Update: We recently spoke with NewTek’s Andrew Cross about the acquisition and many of the questions noted here.
So, here are five questions currently on our mind about this acquisition:
1. Does this position Vizrt to further expand in the hardware market?
With NewTek’s hardware products like the TriCaster TC1 and the NDI PTZ Camera, does this acquisition further position Vizrt to be a one-stop-shop for broadcasters?
The acquisition adds the missing pieces in an end-to-end video production solution at Vizrt, especially one that is sized appropriately for the streaming-focused, next generation of production. NewTek was already focusing on eSports, with Vizrt’s launching a new sports-division divsion just last week as well.

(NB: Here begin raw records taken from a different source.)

// src/config.rs
use std::fs;
use std::path::Path;

use chrono::NaiveDate;
use serde::{Deserialize, Serialize};

use crate::error::ConfigError;
use crate::processing::{CloudMask, DEFAULT_MASK_CODES};
use crate::source::{DateWindow, SceneQuery};

/// Detection parameters. Built once, validated, then shared read-only by the
/// baseline estimator and the season analyzer.
#[derive(Deserialize, Serialize, Debug, Clone, PartialEq)]
pub struct DetectionConfig {
    #[serde(default = "default_season_start")]
    pub season_start: NaiveDate,
    #[serde(default = "default_season_end")]
    pub season_end: NaiveDate,
    #[serde(default = "default_baseline_years")]
    pub baseline_years: Vec<i32>,
    /// Scenes with this much whole-scene cloud cover or more are dropped.
    #[serde(default = "default_cloud_thresh")]
    pub cloud_thresh: f32,
    #[serde(default = "default_ndvi_anom_threshold")]
    pub ndvi_anom_threshold: f64,
    #[serde(default = "default_min_frac")]
    pub min_frac: f64,
    #[serde(default = "default_consecutive_needed")]
    pub consecutive_needed: usize,
    #[serde(default = "default_recent_window")]
    pub recent_window: usize,
    #[serde(default = "default_mask_codes")]
    pub mask_codes: Vec<u8>,
}

fn default_season_start() -> NaiveDate {
    NaiveDate::from_ymd_opt(2025, 6, 1).unwrap_or_default()
}

fn default_season_end() -> NaiveDate {
    NaiveDate::from_ymd_opt(2025, 10, 1).unwrap_or_default()
}

fn default_baseline_years() -> Vec<i32> {
    (2019..=2023).collect()
}

fn default_cloud_thresh() -> f32 {
    40.0
}

fn default_ndvi_anom_threshold() -> f64 {
    -0.12
}

fn default_min_frac() -> f64 {
    0.15
}

fn default_consecutive_needed() -> usize {
    3
}

fn default_recent_window() -> usize {
    5
}

fn default_mask_codes() -> Vec<u8> {
    DEFAULT_MASK_CODES.to_vec()
}

impl Default for DetectionConfig {
    fn default() -> Self {
        Self {
            season_start: default_season_start(),
            season_end: default_season_end(),
            baseline_years: default_baseline_years(),
            cloud_thresh: default_cloud_thresh(),
            ndvi_anom_threshold: default_ndvi_anom_threshold(),
            min_frac: default_min_frac(),
            consecutive_needed: default_consecutive_needed(),
            recent_window: default_recent_window(),
            mask_codes: default_mask_codes(),
        }
    }
}

impl DetectionConfig {
    /// Read a JSON config. Missing keys take their defaults; the result is not
    /// validated yet so command-line overrides can still be applied.
    pub fn from_file(path: &Path) -> Result<Self, ConfigError> {
        let content = fs::read_to_string(path).map_err(|source| ConfigError::Read {
            path: path.to_path_buf(),
            source,
        })?;
        serde_json::from_str(&content).map_err(|source| ConfigError::Parse {
            path: path.to_path_buf(),
            source,
        })
    }

    pub fn season(&self) -> DateWindow {
        DateWindow::new(self.season_start, self.season_end)
    }

    pub fn season_query(&self) -> SceneQuery {
        SceneQuery::new(self.season(), self.cloud_thresh)
    }

    /// Query for the season's calendar window in a reference year.
    pub fn baseline_query(&self, year: i32) -> Option<SceneQuery> {
        self.season()
            .in_year(year)
            .map(|window| SceneQuery::new(window, self.cloud_thresh))
    }

    pub fn cloud_mask(&self) -> CloudMask {
        CloudMask::new(self.mask_codes.clone())
    }

    pub fn validate(&self) -> Result<(), ConfigError> {
        let season = self.season();
        if season.start >= season.end {
            return Err(ConfigError::EmptySeason {
                start: season.start,
                end: season.end,
            });
        }
        if self.baseline_years.is_empty() {
            return Err(ConfigError::NoBaselineYears);
        }
        for &year in &self.baseline_years {
            let window = season
                .in_year(year)
                .ok_or(ConfigError::InvalidBaselineYear(year))?;
            if window.overlaps(&season) {
                return Err(ConfigError::BaselineOverlapsSeason {
                    year,
                    start: window.start,
                    end: window.end,
                });
            }
        }
        if self.consecutive_needed == 0 {
            return Err(ConfigError::ZeroCount {
                name: "consecutive_needed",
            });
        }
        if self.recent_window == 0 {
            return Err(ConfigError::ZeroCount {
                name: "recent_window",
            });
        }
        if !(0.0..=1.0).contains(&self.min_frac) {
            return Err(ConfigError::MinFracOutOfRange(self.min_frac));
        }
        if !(self.cloud_thresh > 0.0 && self.cloud_thresh <= 100.0) {
            return Err(ConfigError::CloudThreshOutOfRange(self.cloud_thresh));
        }
        Ok(())
    }
}

#[cfg(test)]
mod tests {
    use super::*;

    #[test]
    fn defaults_match_documented_values() {
        let config = DetectionConfig::default();
        assert_eq!(config.season_start.to_string(), "2025-06-01");
        assert_eq!(config.season_end.to_string(), "2025-10-01");
        assert_eq!(config.baseline_years, vec![2019, 2020, 2021, 2022, 2023]);
        assert_eq!(config.cloud_thresh, 40.0);
        assert_eq!(config.ndvi_anom_threshold, -0.12);
        assert_eq!(config.min_frac, 0.15);
        assert_eq!(config.consecutive_needed, 3);
        assert_eq!(config.recent_window, 5);
        assert_eq!(config.mask_codes, vec![3, 8, 9, 10]);
        assert!(config.validate().is_ok());
    }

    #[test]
    fn partial_json_keeps_defaults() {
        let config: DetectionConfig =
            serde_json::from_str(r#"{ "min_frac": 0.1, "consecutive_needed": 2 }"#).unwrap();
        assert_eq!(config.min_frac, 0.1);
        assert_eq!(config.consecutive_needed, 2);
        assert_eq!(config.recent_window, 5);
        assert_eq!(config.baseline_years.len(), 5);
    }

    #[test]
    fn baseline_year_inside_season_is_rejected() {
        let config = DetectionConfig {
            baseline_years: vec![2021, 2025],
            ..DetectionConfig::default()
        };
        assert!(matches!(
            config.validate(),
            Err(ConfigError::BaselineOverlapsSeason { year: 2025, .. })
        ));
    }

    #[test]
    fn zero_counts_are_rejected() {
        let config = DetectionConfig {
            consecutive_needed: 0,
            ..DetectionConfig::default()
        };
        assert!(matches!(
            config.validate(),
            Err(ConfigError::ZeroCount { name: "consecutive_needed" })
        ));

        let config = DetectionConfig {
            min_frac: 1.5,
            ..DetectionConfig::default()
        };
        assert!(matches!(config.validate(), Err(ConfigError::MinFracOutOfRange(_))));
    }

    #[test]
    fn baseline_query_uses_season_calendar_window() {
        let config = DetectionConfig::default();
        let query = config.baseline_query(2020).unwrap();
        assert_eq!(query.window.start.to_string(), "2020-06-01");
        assert_eq!(query.window.end.to_string(), "2020-10-01");
        assert_eq!(query.max_cloud_pct, 40.0);
    }
}
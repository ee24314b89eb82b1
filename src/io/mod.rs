// src/io/mod.rs
pub mod catalog;
pub mod fields;
pub mod reader;
pub mod writer;

pub use catalog::{Catalog, CatalogEntry, CatalogSource};
pub use fields::{load_fields, parse_fields};
pub use reader::{read_band, read_band_window, read_bands_parallel, read_grid, BandRequest};
pub use writer::write_raster;
// src/geometry.rs
//! Field boundaries and their footprint on a raster grid.

use geo::{Area, BoundingRect, Contains, Euclidean, Length, MultiPolygon, Point, Polygon};

use crate::raster::{GeoInfo, PixelWindow};

/// A named field boundary, in the same CRS as the imagery.
#[derive(Debug, Clone, PartialEq)]
pub struct Field {
    pub name: String,
    pub geometry: MultiPolygon<f64>,
}

impl Field {
    pub fn new(name: impl Into<String>, geometry: impl Into<MultiPolygon<f64>>) -> Self {
        Self {
            name: name.into(),
            geometry: geometry.into(),
        }
    }

    /// Area in squared CRS units.
    pub fn area(&self) -> f64 {
        self.geometry.unsigned_area()
    }

    /// Hectares, assuming a metric CRS.
    pub fn area_hectares(&self) -> f64 {
        self.area() / 10_000.0
    }

    /// Total length of exterior and interior rings.
    pub fn perimeter(&self) -> f64 {
        self.geometry
            .iter()
            .map(|p: &Polygon<f64>| {
                p.exterior().length::<Euclidean>()
                    + p.interiors()
                        .iter()
                        .map(|r| r.length::<Euclidean>())
                        .sum::<f64>()
            })
            .sum()
    }

    /// Pixels of `grid` whose centre falls inside the field.
    pub fn region(&self, grid: &GeoInfo) -> Region {
        let mut pixels = Vec::new();
        if let Some(window) = self.pixel_bounds(grid) {
            for row in window.row_off..window.row_off + window.height {
                for col in window.col_off..window.col_off + window.width {
                    let (x, y) = grid.pixel_center(col, row);
                    if self.geometry.contains(&Point::new(x, y)) {
                        pixels.push(row * grid.width + col);
                    }
                }
            }
        }
        Region { pixels }
    }

    /// Smallest window of `grid` holding the field's bounding box, `None` when
    /// the box misses the grid. Rotated grids give the whole grid.
    pub fn pixel_bounds(&self, grid: &GeoInfo) -> Option<PixelWindow> {
        let rect = self.geometry.bounding_rect()?;
        let (Some(a), Some(b)) = (
            grid.to_pixel(rect.min().x, rect.min().y),
            grid.to_pixel(rect.max().x, rect.max().y),
        ) else {
            return (!grid.is_empty()).then(|| PixelWindow::full(grid));
        };

        let clamp = |lo: f64, hi: f64, limit: usize| {
            let start = lo.min(hi).floor().max(0.0) as usize;
            let end = (lo.max(hi).ceil().max(0.0) as usize).min(limit);
            start.min(end)..end
        };
        let cols = clamp(a.0, b.0, grid.width);
        let rows = clamp(a.1, b.1, grid.height);
        if cols.is_empty() || rows.is_empty() {
            return None;
        }
        Some(PixelWindow {
            col_off: cols.start,
            row_off: rows.start,
            width: cols.len(),
            height: rows.len(),
        })
    }
}

/// Linear pixel indices of a field on one grid.
#[derive(Debug, Clone, PartialEq)]
pub struct Region {
    pixels: Vec<usize>,
}

impl Region {
    pub fn pixels(&self) -> &[usize] {
        &self.pixels
    }

    pub fn len(&self) -> usize {
        self.pixels.len()
    }

    pub fn is_empty(&self) -> bool {
        self.pixels.is_empty()
    }
}
// src/processing/ndvi.rs
use rayon::prelude::*;

use crate::error::SourceError;
use crate::raster::Raster;
use crate::source::Scene;

/// Scene-classification codes excluded by default: cloud shadow (3),
/// cloud medium probability (8), cloud high probability (9), thin cirrus (10).
pub const DEFAULT_MASK_CODES: [u8; 4] = [3, 8, 9, 10];

/// Per-pixel validity mask driven by the scene-classification band.
#[derive(Debug, Clone, PartialEq, Eq)]
pub struct CloudMask {
    codes: Vec<u8>,
}

impl CloudMask {
    pub fn new(codes: impl Into<Vec<u8>>) -> Self {
        Self {
            codes: codes.into(),
        }
    }

    /// A pixel without a classification is excluded as well.
    pub fn excludes(&self, scl: f32) -> bool {
        if scl.is_nan() {
            return true;
        }
        let code = scl.round();
        self.codes.iter().any(|&c| f32::from(c) == code)
    }
}

impl Default for CloudMask {
    fn default() -> Self {
        Self::new(DEFAULT_MASK_CODES)
    }
}

/// Normalized Difference Vegetation Index: (NIR - RED) / (NIR + RED)
#[derive(Debug, Clone, Copy, Default)]
pub struct Ndvi;

impl Ndvi {
    /// NDVI of every pixel not excluded by `mask`. Pixels with a zero
    /// denominator or a missing input band come out masked.
    pub fn calculate(
        &self,
        scl: &Raster,
        nir: &Raster,
        red: &Raster,
        mask: &CloudMask,
    ) -> Result<Raster, SourceError> {
        scl.geo().ensure_same_grid(nir.geo())?;
        scl.geo().ensure_same_grid(red.geo())?;

        let scl_data = scl.data();
        let nir_data = nir.data();
        let red_data = red.data();

        // Preallocate result buffer
        let mut result_data = vec![f32::NAN; scl_data.len()];

        result_data
            .par_iter_mut()
            .enumerate()
            .for_each(|(i, result)| {
                if mask.excludes(scl_data[i]) {
                    return;
                }
                let nir_val = nir_data[i];
                let red_val = red_data[i];
                let sum = nir_val + red_val;

                // NaN inputs fail this test as well
                if sum != 0.0 && !sum.is_nan() {
                    *result = (nir_val - red_val) / sum;
                }
            });

        Raster::new(scl.geo().clone(), result_data)
    }

    pub fn for_scene(&self, scene: &Scene, mask: &CloudMask) -> Result<Raster, SourceError> {
        self.calculate(&scene.scl, &scene.nir, &scene.red, mask)
    }
}
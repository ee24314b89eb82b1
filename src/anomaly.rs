// src/anomaly.rs
//! Per-date anomalies and the two stress tests run on them.

use chrono::NaiveDate;
use serde::Serialize;

use crate::error::SourceError;
use crate::geometry::Region;
use crate::raster::Raster;
use crate::reduce::{region_count, region_valid, Fallback};

/// Field-mean NDVI of one season observation against the baseline.
#[derive(Debug, Clone, PartialEq, Serialize)]
pub struct AnomalyRecord {
    pub date: NaiveDate,
    pub mean_ndvi: f64,
    /// Observed minus baseline; negative means stress.
    pub anomaly: f64,
    pub is_low: bool,
}

impl AnomalyRecord {
    pub fn new(date: NaiveDate, mean_ndvi: f64, baseline_mean: f64, threshold: f64) -> Self {
        let anomaly = mean_ndvi - baseline_mean;
        Self {
            date,
            mean_ndvi,
            anomaly,
            is_low: anomaly <= threshold,
        }
    }
}

/// The last `size` records, or all of them if there are fewer.
pub fn trailing_window(records: &[AnomalyRecord], size: usize) -> &[AnomalyRecord] {
    &records[records.len().saturating_sub(size)..]
}

/// True when `flags` holds at least `needed` consecutive `true` values.
pub fn has_consecutive_run<I>(flags: I, needed: usize) -> bool
where
    I: IntoIterator<Item = bool>,
{
    let mut run = 0;
    for low in flags {
        if low {
            run += 1;
            if run >= needed {
                return true;
            }
        } else {
            run = 0;
        }
    }
    false
}

/// Share of the field showing depressed NDVI on one date.
#[derive(Debug, Clone, Copy, PartialEq, Default, Serialize)]
pub struct ArealExtent {
    /// Pixels whose anomaly is strictly below the threshold.
    pub pix_below: usize,
    /// Valid pixels of the observation, regardless of baseline coverage.
    pub pix_total: usize,
    pub frac_below: f64,
}

/// Pixel-level anomaly of `latest` against `baseline`. Pixels missing from
/// either raster never count as stressed; a missing baseline raster means no
/// pixel does.
pub fn anomaly_raster(latest: &Raster, baseline: Option<&Raster>) -> Result<Raster, SourceError> {
    match baseline {
        Some(baseline) => latest.zip_with(baseline, |obs, base| obs - base),
        None => Ok(Raster::filled(latest.geo().clone(), f32::NAN)),
    }
}

/// Stressed share of the field on the latest date, counted on its pixel
/// `anomaly` raster. The total is the valid pixels of `latest`.
pub fn areal_extent(
    latest: &Raster,
    anomaly: &Raster,
    region: &Region,
    threshold: f64,
    fallback: &Fallback,
) -> ArealExtent {
    let pix_below = region_count(anomaly, region, |v| (v as f64) < threshold);
    let pix_total = region_valid(latest, region);

    ArealExtent {
        pix_below,
        pix_total,
        frac_below: fallback.fraction(pix_below, pix_total),
    }
}
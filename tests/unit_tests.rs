// tests/unit_tests.rs
use std::sync::Arc;

use chrono::NaiveDate;
use geo::Rect;
use ndvi_pest_scan::{
    analyze_field, run_batch, BaselineEstimator, DetectionConfig, Field, FieldOutcome, GeoInfo,
    MemorySource, Raster, Scene, SourceError,
};

/// 10x10 grid of 10 m pixels covering (0,0)-(100,100)
fn grid() -> GeoInfo {
    GeoInfo::north_up(10, 10, 0.0, 100.0, 10.0)
}

fn whole_field() -> Field {
    Field::new("plot-1", Rect::new((0.0, 0.0), (100.0, 100.0)).to_polygon())
}

fn date(y: i32, m: u32, d: u32) -> NaiveDate {
    NaiveDate::from_ymd_opt(y, m, d).unwrap()
}

/// Scene whose NIR/RED bands produce the given NDVI per pixel (NIR + RED = 1).
fn scene_with_ndvi(
    geo: &GeoInfo,
    day: NaiveDate,
    cloud_pct: f32,
    ndvi: &[f32],
    scl: &[f32],
) -> Scene {
    let nir: Vec<f32> = ndvi.iter().map(|v| (1.0 + v) / 2.0).collect();
    let red: Vec<f32> = ndvi.iter().map(|v| (1.0 - v) / 2.0).collect();
    Scene::new(
        format!("S2_{day}"),
        day,
        cloud_pct,
        Arc::new(Raster::new(geo.clone(), scl.to_vec()).unwrap()),
        Arc::new(Raster::new(geo.clone(), nir).unwrap()),
        Arc::new(Raster::new(geo.clone(), red).unwrap()),
    )
    .unwrap()
}

/// Clear-sky scene with the same NDVI everywhere.
fn uniform_scene(geo: &GeoInfo, day: NaiveDate, ndvi: f32) -> Scene {
    let n = geo.len();
    scene_with_ndvi(geo, day, 10.0, &vec![ndvi; n], &vec![4.0; n])
}

/// Scene where `low_pixels` pixels sit at `low` and the rest are set so the
/// field mean equals `mean`.
fn patchy_scene(geo: &GeoInfo, day: NaiveDate, mean: f32, low_pixels: usize, low: f32) -> Scene {
    let n = geo.len();
    let high = (mean * n as f32 - low * low_pixels as f32) / (n - low_pixels) as f32;
    let ndvi: Vec<f32> = (0..n).map(|i| if i < low_pixels { low } else { high }).collect();
    scene_with_ndvi(geo, day, 10.0, &ndvi, &vec![4.0; n])
}

/// One clear scene at NDVI 0.55 in each default reference year.
fn baseline_scenes(geo: &GeoInfo) -> Vec<Scene> {
    (2019..=2023)
        .map(|y| uniform_scene(geo, date(y, 7, 15), 0.55))
        .collect()
}

/// Five season dates with field-mean anomalies [-0.10, -0.13, -0.14, -0.15, -0.05]
/// against a 0.55 baseline; the last date has `low_pixels` stressed pixels.
fn season_scenes(geo: &GeoInfo, low_pixels: usize) -> Vec<Scene> {
    let mut scenes: Vec<Scene> = [
        (date(2025, 6, 10), 0.45),
        (date(2025, 6, 25), 0.42),
        (date(2025, 7, 10), 0.41),
        (date(2025, 7, 25), 0.40),
    ]
    .into_iter()
    .map(|(d, v)| uniform_scene(geo, d, v))
    .collect();
    scenes.push(patchy_scene(geo, date(2025, 8, 9), 0.50, low_pixels, 0.30));
    scenes
}

fn source_with(low_pixels: usize) -> MemorySource {
    let geo = grid();
    let mut scenes = baseline_scenes(&geo);
    scenes.extend(season_scenes(&geo, low_pixels));
    MemorySource::new(scenes)
}

#[test]
fn test_end_to_end_detection() {
    let source = source_with(22);
    let config = DetectionConfig::default();

    let analysis = analyze_field(&source, &config, &whole_field()).unwrap();
    let result = &analysis.result;

    assert!((result.baseline_mean - 0.55).abs() < 1e-6);
    assert_eq!(result.n_images, 5);

    let flags: Vec<bool> = analysis.records.iter().map(|r| r.is_low).collect();
    assert_eq!(flags, vec![false, true, true, true, false]);
    let expected = [-0.10, -0.13, -0.14, -0.15, -0.05];
    for (got, want) in result.last_anomalies.iter().zip(expected) {
        assert!((got - want).abs() < 1e-5, "expected {want}, got {got}");
    }

    assert!(result.consecutive_flag);
    assert_eq!(result.pix_below, 22);
    assert_eq!(result.pix_total, 100);
    assert!((result.frac_below - 0.22).abs() < 1e-12);
    assert!(result.pest_detected);
}

#[test]
fn test_small_stressed_area_is_not_detected() {
    let source = source_with(5);
    let config = DetectionConfig::default();

    let result = analyze_field(&source, &config, &whole_field()).unwrap().result;

    assert!(result.consecutive_flag);
    assert!((result.frac_below - 0.05).abs() < 1e-12);
    assert!(!result.pest_detected);
}

#[test]
fn test_empty_season() {
    let source = MemorySource::new(baseline_scenes(&grid()));
    let config = DetectionConfig::default();

    let analysis = analyze_field(&source, &config, &whole_field()).unwrap();
    let result = analysis.result;

    assert_eq!(result.n_images, 0);
    assert_eq!(result.frac_below, 0.0);
    assert!(!result.pest_detected);
    assert!(!result.consecutive_flag);
    assert!(result.last_anomalies.is_empty());
    assert!(analysis.latest_anomaly.is_none());
}

#[test]
fn test_two_low_observations_are_not_a_run() {
    let geo = grid();
    let mut scenes = baseline_scenes(&geo);
    scenes.push(uniform_scene(&geo, date(2025, 6, 10), 0.30));
    scenes.push(uniform_scene(&geo, date(2025, 6, 25), 0.30));
    let source = MemorySource::new(scenes);

    let result = analyze_field(&source, &DetectionConfig::default(), &whole_field())
        .unwrap()
        .result;

    assert_eq!(result.n_images, 2);
    assert_eq!(result.frac_below, 1.0);
    assert!(!result.consecutive_flag);
    assert!(!result.pest_detected);
}

#[test]
fn test_only_trailing_window_is_examined() {
    let geo = grid();
    let mut scenes = baseline_scenes(&geo);
    // three low dates early in the season, then five normal ones
    for day in [1, 5, 9] {
        scenes.push(uniform_scene(&geo, date(2025, 6, day), 0.30));
    }
    for day in [1, 5, 9, 13, 17] {
        scenes.push(uniform_scene(&geo, date(2025, 7, day), 0.55));
    }
    let source = MemorySource::new(scenes);

    let analysis = analyze_field(&source, &DetectionConfig::default(), &whole_field()).unwrap();
    assert_eq!(analysis.result.n_images, 8);
    assert_eq!(analysis.records.len(), 8);
    assert_eq!(analysis.result.last_anomalies.len(), 5);
    assert!(!analysis.result.consecutive_flag);
}

#[test]
fn test_cloud_filter_sets_image_count() {
    let geo = grid();
    let n = geo.len();
    let clear = vec![4.0; n];
    let ndvi = vec![0.5; n];
    let mut scenes = baseline_scenes(&geo);
    scenes.push(scene_with_ndvi(&geo, date(2025, 6, 10), 39.9, &ndvi, &clear));
    scenes.push(scene_with_ndvi(&geo, date(2025, 6, 20), 40.0, &ndvi, &clear));
    scenes.push(scene_with_ndvi(&geo, date(2025, 6, 30), 85.0, &ndvi, &clear));
    // outside the season window
    scenes.push(scene_with_ndvi(&geo, date(2025, 10, 1), 0.0, &ndvi, &clear));
    let source = MemorySource::new(scenes);

    let result = analyze_field(&source, &DetectionConfig::default(), &whole_field())
        .unwrap()
        .result;
    assert_eq!(result.n_images, 1);
}

#[test]
fn test_masked_pixels_are_left_out() {
    let geo = grid();
    let n = geo.len();
    let mut scenes = baseline_scenes(&geo);

    // Half the field under cloud reporting a very low NDVI; the clear half is normal.
    let ndvi: Vec<f32> = (0..n).map(|i| if i < 50 { 0.05 } else { 0.55 }).collect();
    let scl: Vec<f32> = (0..n).map(|i| if i < 50 { 9.0 } else { 4.0 }).collect();
    scenes.push(scene_with_ndvi(&geo, date(2025, 7, 1), 20.0, &ndvi, &scl));
    let source = MemorySource::new(scenes);

    let analysis = analyze_field(&source, &DetectionConfig::default(), &whole_field()).unwrap();
    let record = &analysis.records[0];
    assert!((record.mean_ndvi - 0.55).abs() < 1e-6);
    assert!(!record.is_low);
    assert_eq!(analysis.result.pix_total, 50);
    assert_eq!(analysis.result.pix_below, 0);
}

#[test]
fn test_fully_masked_dates_default_to_zero() {
    let geo = grid();
    let n = geo.len();
    let cloudy = vec![9.0; n];
    let ndvi = vec![0.55; n];

    // No reference imagery at all, and a season date that is entirely cloud.
    let scene = scene_with_ndvi(&geo, date(2025, 7, 1), 30.0, &ndvi, &cloudy);
    let source = MemorySource::new(vec![scene]);

    let analysis = analyze_field(&source, &DetectionConfig::default(), &whole_field()).unwrap();
    assert_eq!(analysis.baseline.mean, 0.0);
    assert!(analysis.baseline.raster.is_none());
    assert_eq!(analysis.records[0].mean_ndvi, 0.0);
    assert_eq!(analysis.records[0].anomaly, 0.0);
    assert_eq!(analysis.result.pix_total, 0);
    assert_eq!(analysis.result.frac_below, 0.0);
    assert!(!analysis.result.pest_detected);
}

#[test]
fn test_baseline_is_median_of_yearly_medians() {
    let geo = grid();
    let mut scenes = Vec::new();
    // 2019: three dates, median 0.60
    for (day, v) in [(1, 0.20), (2, 0.60), (3, 0.70)] {
        scenes.push(uniform_scene(&geo, date(2019, 7, day), v));
    }
    // 2020 and 2021: one date each
    scenes.push(uniform_scene(&geo, date(2020, 7, 1), 0.50));
    scenes.push(uniform_scene(&geo, date(2021, 7, 1), 0.40));
    // outside the calendar window, ignored
    scenes.push(uniform_scene(&geo, date(2021, 11, 1), 0.90));
    let source = MemorySource::new(scenes);

    let config = DetectionConfig::default();
    let baseline = BaselineEstimator::new(&source, &config)
        .estimate(&whole_field())
        .unwrap();

    assert_eq!(baseline.years_used, vec![2019, 2020, 2021]);
    assert_eq!(baseline.scene_count, 5);
    assert!((baseline.mean - 0.50).abs() < 1e-6);
}

#[test]
fn test_field_outside_imagery_gets_empty_result() {
    let source = source_with(22);
    let far = Field::new("far", Rect::new((1000.0, 1000.0), (1100.0, 1100.0)).to_polygon());

    let result = analyze_field(&source, &DetectionConfig::default(), &far)
        .unwrap()
        .result;
    assert_eq!(result.n_images, 0);
    assert_eq!(result.baseline_mean, 0.0);
    assert!(!result.pest_detected);
}

#[test]
fn test_batch_reports_failed_field_and_continues() {
    let fine = grid();
    let coarse = GeoInfo::north_up(10, 10, 0.0, 200.0, 20.0);

    let mut scenes = baseline_scenes(&fine);
    scenes.extend(season_scenes(&fine, 22));
    // One season scene on a coarser grid, overlapping only the first field.
    scenes.push(uniform_scene(&coarse, date(2025, 8, 20), 0.50));
    let source = MemorySource::new(scenes);

    // The coarse grid spans x 0..200, y 0..200; the fine one x 0..100, y 0..100.
    let mixed = whole_field();
    let coarse_only = Field::new("plot-2", Rect::new((120.0, 120.0), (200.0, 200.0)).to_polygon());

    let runs = run_batch(&source, &DetectionConfig::default(), &[mixed, coarse_only]);
    assert_eq!(runs.len(), 2);

    assert_eq!(runs[0].field, "plot-1");
    assert!(matches!(runs[0].analysis, Err(SourceError::GridMismatch { .. })));
    assert!(matches!(runs[0].outcome(), FieldOutcome::Failed { .. }));

    let second = runs[1].analysis.as_ref().unwrap();
    assert_eq!(second.result.field, "plot-2");
    assert_eq!(second.result.n_images, 1);
    assert_eq!(second.result.baseline_mean, 0.0);
}

#[test]
fn test_extent_is_repeatable() {
    let source = source_with(22);
    let config = DetectionConfig::default();
    let first = analyze_field(&source, &config, &whole_field()).unwrap().result;
    let second = analyze_field(&source, &config, &whole_field()).unwrap().result;
    assert_eq!(first, second);
}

2. How does this move position Vizrt for new broadcast markets?
NewTek is the choice of smaller production houses, especially in the worship and enterprise markets.
With its lower price point and easier onboarding, not to mention the possibilities with NDI, NewTek has a significant market share… so what can Vizrt do with it? How does this acquisition change the down market landscape and what does it mean for the future of smaller operations?
Plus, just think of the potential for cross training as operators move from production facility to facility.
3. Where does this leave Lightwave 3D?
While Lightwave 3D does not have the same following as Adobe After Effects or Maxon Cinema 4D, it does have a large install base of users and perhaps this is one of the most asked questions on message boards related to NewTek.
Created by Allen Hastings and later brought into the NewTek family, no details were made public about the future of the Lightwave 3D software, which is a subsidiary of NewTek.
LightWave 3D has been used for broadcast and motion picture productions like “Star Trek: Voyager,” “Battlestar Galactica” and even the James Cameron’s “Titanic.”
The 2019 update integrated the Unreal Engine with the software still regularly updated and supported. However, many Vizrt users rely on Maxon Cinema 4D for early 3D development before bringing models into Viz Virtual Studio.
4. What’s cut?
Let’s face it, the industry is in facing consolidation across the board. From the ownership of stations to the tools used to create broadcasts, mergers are rampant.
This also means efficiencies are realized, so what is cut and what is deemed to no longer be a priority?
Of course, we will likely not know the answer to this question for some time – just take the Grass Valley acquisition of Snell Advanced Media last year as a reference point, so far, they’ve kept all product lines and worked to project a stable ship moving forward.
5. Where does this leave the NewTek NDI protocol?
With supported equipment from brands like JVC Professional, Panasonic, Evertz, LiveU, Deltacast and NewBlue, where does this acquisition leave NDI? Of course, NDI is likely a driving force behind the pairing, as it helps further create a connected ecosystem for Vizrt.
But long term, how does Vizrt further adapt and bring NDI into its world and what does this move do to the partner base?
Not making the list, but we have to wonder, does this also mean the end of Kiki Stockhammer?